Designing a Multi-Epitope Vaccine Candidate to MERS-CoV: An in silico Approach

Abstract

Background. Middle East Respiratory Syndrome Coronavirus (MERS-CoV), associated with severe respiratory illness, originates from the Middle East region. The virus is transmitted from animals to humans, with the dromedary camel serving as a significant reservoir. The virus's high fatality rate has spurred research into vaccine development and therapeutics. Objective. This study aimed to employ an in silico approach to design a potential vaccine candidate against MERS-CoV, focusing on the M protein as an antigen. Methods. The FASTA sequence of M protein was used to predict B cell and major histocompatibility complex class I and class II epitopes. The best epitopes were selected from these predicted epitopes. The vaccine candi­date's construct consisted of epitopes, linkers, and a tag. The sequence of the vaccine candidate's construct, consisting of 390 amino acids, was back-translated, optimized, and then inserted into a plasmid for cloning and expression using SnapGene.
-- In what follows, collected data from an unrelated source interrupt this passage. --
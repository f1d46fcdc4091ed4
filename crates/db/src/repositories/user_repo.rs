//! Repository for the `users` table.

use carousel_core::types::{DbId, Timestamp};
use sqlx::PgPool;

use crate::models::user::{CreateUser, User};

const COLUMNS: &str = "id, username, email, password_hash, is_active, last_login_at, \
                       failed_login_count, locked_until, created_at, updated_at";

pub struct UserRepo;

impl UserRepo {
    /// Insert a new user. Duplicate usernames or emails fail with a
    /// `uq_users_*` unique violation.
    pub async fn create(pool: &PgPool, input: &CreateUser) -> Result<User, sqlx::Error> {
        let query = format!(
            "INSERT INTO users (username, email, password_hash)
             VALUES ($1, $2, $3)
             RETURNING {COLUMNS}"
        );
        sqlx::query_as::<_, User>(&query)
            .bind(&input.username)
            .bind(&input.email)
            .bind(&input.password_hash)
            .fetch_one(pool)
            .await
    }

    pub async fn find_by_id(pool: &PgPool, id: DbId) -> Result<Option<User>, sqlx::Error> {
        let query = format!("SELECT {COLUMNS} FROM users WHERE id = $1");
        sqlx::query_as::<_, User>(&query)
            .bind(id)
            .fetch_optional(pool)
            .await
    }

    pub async fn find_by_username(
        pool: &PgPool,
        username: &str,
    ) -> Result<Option<User>, sqlx::Error> {
        let query = format!("SELECT {COLUMNS} FROM users WHERE username = $1");
        sqlx::query_as::<_, User>(&query)
            .bind(username)
            .fetch_optional(pool)
            .await
    }

    pub async fn increment_failed_login(pool: &PgPool, id: DbId) -> Result<(), sqlx::Error> {
        sqlx::query("UPDATE users SET failed_login_count = failed_login_count + 1 WHERE id = $1")
            .bind(id)
            .execute(pool)
            .await?;
        Ok(())
    }

    pub async fn lock_account(pool: &PgPool, id: DbId, until: Timestamp) -> Result<(), sqlx::Error> {
        sqlx::query("UPDATE users SET locked_until = $2 WHERE id = $1")
            .bind(id)
            .bind(until)
            .execute(pool)
            .await?;
        Ok(())
    }

    /// Reset the failure counter and lock, and stamp `last_login_at`.
    pub async fn record_successful_login(pool: &PgPool, id: DbId) -> Result<(), sqlx::Error> {
        sqlx::query(
            "UPDATE users SET
                failed_login_count = 0,
                locked_until = NULL,
                last_login_at = NOW()
             WHERE id = $1",
        )
        .bind(id)
        .execute(pool)
        .await?;
        Ok(())
    }
}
The 3D structure of the vaccine candidate is docked with TLR-4 receptor. Molecular dynamics simulation was run for this docked complex using GROMACS gmx, version 2021.4. Results. Through computational modeling and analysis, we developed a novel vaccine candidate with pro­mising structural and functional properties. Our results suggest that the designed vaccine candidate has the potential to induce a robust immune response. Conclusions. This in silico approach presents a promising MERS-CoV vaccine candidate designed to trigger both humoral and cellular immune responses. This candidate holds the potential to provide broad-spectrum protection against MERS-CoV.